La société a été fondée en 1993 et son siège est situé à Elk Grove Village dans l’illinois.

Sigmatron est un fournisseur de services manufacturiers électroniques qui offre à ces client soit l’assemblage de circuit imprimé, soit l’assemblage complet des composantes électronique d’un produit.

Dans le cas d’un assemblage complet des composantes électroniques d’un produit, la société offre également le mode d’assemblage à la carte, soit manuel ou automatique, des essais produits, l’approvisionnement en matériel, un service d’entreposage et d’expédition et enfin un service d’aide à l’obtention de certificats de conformité demandés par les gouvernements des pays où sont commercialisés les produits.

La société fournit ces services à l’international, via ses installations situées aux Etats Unis, au Mexique, en Chine et à Taiwan.

Les 105 clients de Sigmatron sont actifs sur 9 marchés ou segments différents. Nous vous présentons ici ce que ces marchés ou secteurs différents représentent du chiffre d’affaires de la société.

Les secteurs – (applications)

Appareils – (Commandes d’appareils ménagers) 40%
Electronique Industriel – (commandes de moteur et commandes d’alimentation) 27%
Fitness – (tapis de course, vélo d’exercice….) 18%
Télécommunication – (routeur) 6.5%
Jeux – (machines à sous, illumination des machines) 2.4%
Semi-conducteurs – (équipements de gestion du processus de contrôle et rendement du cycle de production) 2.2%
Sciences – (systèmes de diagnostic et instruments) 1.7%
Produits de consommation électroniques – (batteries de secours pour les pompes de puisard et vélos électriques) 1%
Automobile – (éclairage automobile) 0.1%

Nous avons acheté des parts de la société le 13 Novembre 2009 a un prix de revient de 3.3304 $.

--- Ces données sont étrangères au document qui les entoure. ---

#[tokio::test]
async fn test_virtualization_accuracy() {
    println!("\n=== Testing Virtualization Accuracy ===");

    let config = VirtualizationConfig {
        enabled: true,
        density_threshold: 0.3,
        overlap_threshold: 0.5, // Require significant overlap
        max_virtual_zone_radius: 400.0,
        min_zone_radius: 30.0,
        check_interval_ms: 1000,
        max_objects_per_virtual_zone: 10,
    };

    let manager = Arc::new(GorcInstanceManager::new_with_config(config));

    // Create objects that should definitely merge (high overlap)
    let obj1 = VirtualizationTestObject::new_single(Vec3::new(0.0, 0.0, 0.0), 100.0, 0);
    let obj2 = VirtualizationTestObject::new_single(Vec3::new(50.0, 0.0, 0.0), 100.0, 0); // 75% overlap

    let id1 = manager.register_object(obj1, Vec3::new(0.0, 0.0, 0.0)).await;
    let id2 = manager.register_object(obj2, Vec3::new(50.0, 0.0, 0.0)).await;

    manager.process_virtualization().await.unwrap();
    let high_overlap_stats = manager.get_virtualization_stats().await;

    // Create objects that should not merge (low overlap)
    let obj3 = VirtualizationTestObject::new_single(Vec3::new(300.0, 0.0, 0.0), 100.0, 0);
    let obj4 = VirtualizationTestObject::new_single(Vec3::new(450.0, 0.0, 0.0), 100.0, 0); // 25% overlap

    let _id3 = manager.register_object(obj3, Vec3::new(300.0, 0.0, 0.0)).await;
    let _id4 = manager.register_object(obj4, Vec3::new(450.0, 0.0, 0.0)).await;

    manager.process_virtualization().await.unwrap();
    let final_accuracy_stats = manager.get_virtualization_stats().await;

    println!("High overlap created: {} zones", high_overlap_stats.total_virtual_zones_created);
    println!("Final total created: {} zones", final_accuracy_stats.total_virtual_zones_created);

    // Should merge high overlap but not low overlap
    assert!(high_overlap_stats.total_virtual_zones_created > 0, "Should merge high overlap objects");

    // Check that both objects are in virtual zone
    let virtual_zone_id = manager.is_in_virtual_zone(Vec3::new(25.0, 0.0, 0.0), 0).await;
    assert!(virtual_zone_id.is_some(), "Position between merged objects should be in virtual zone");

    if let Some(vz_id) = virtual_zone_id {
        let objects_in_zone = manager.get_virtual_zone_objects(vz_id).await;
        assert!(objects_in_zone.contains(&id1) && objects_in_zone.contains(&id2),
                "Both overlapping objects should be in the virtual zone");
    }
}

#[tokio::test]
async fn test_virtualization_consistency() {
    println!("\n=== Testing Virtualization Consistency ===");

    let config = VirtualizationConfig {
        enabled: true,
        density_threshold: 0.2,
        overlap_threshold: 0.3,
        max_virtual_zone_radius: 600.0,
        min_zone_radius: 40.0,
        check_interval_ms: 1000,
        max_objects_per_virtual_zone: 20,
    };

    let manager = Arc::new(GorcInstanceManager::new_with_config(config));

    // Test consistency across multiple virtualization runs
    let mut object_ids = Vec::new();
    for i in 0..15 {
        let position = Vec3::new((i % 5) as f64 * 100.0, (i / 5) as f64 * 100.0, 0.0);
        let obj = VirtualizationTestObject::new_single(position, 80.0, 0);
        let object_id = manager.register_object(obj, position).await;
        object_ids.push(object_id);
    }

    // Process virtualization multiple times - results should be consistent
    let mut stats_history = Vec::new();
    for i in 0..5 {
        manager.process_virtualization().await.unwrap();
        let stats = manager.get_virtualization_stats().await;
        stats_history.push(stats.active_virtual_zones);
        println!("Run {}: {} active virtual zones", i, stats.active_virtual_zones);
    }

    // Active virtual zones should stabilize (not keep changing)
    let last_three: Vec<usize> = stats_history.iter().rev().take(3).copied().collect();
    let all_same = last_three.windows(2).all(|w| w[0] == w[1]);
    assert!(all_same, "Virtual zone count should stabilize after initial processing");

    println!("âœ… Virtualization consistency test passed");
}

C’est à partir du rapport semestriel clôturé au 31 Octobre que nous vous présentons nos calculs et estimations de la marge de sécurité

1° La marge de sécurité sur la Valeur d’Actif Net Net (VANN)

Au 31 Octobre 2009, La Valeur d’actif Net-Net de la société était de 4,8517$. Nous trouvions dans le bilan de la société, un actif courant d’une valeur de 15,21$, pour un endettement total de 10,36$.

Ces actifs courant étaient composés principalement d’un stock d’une valeur de 8,13$ et de créances clients d’une valeur de 5,37$.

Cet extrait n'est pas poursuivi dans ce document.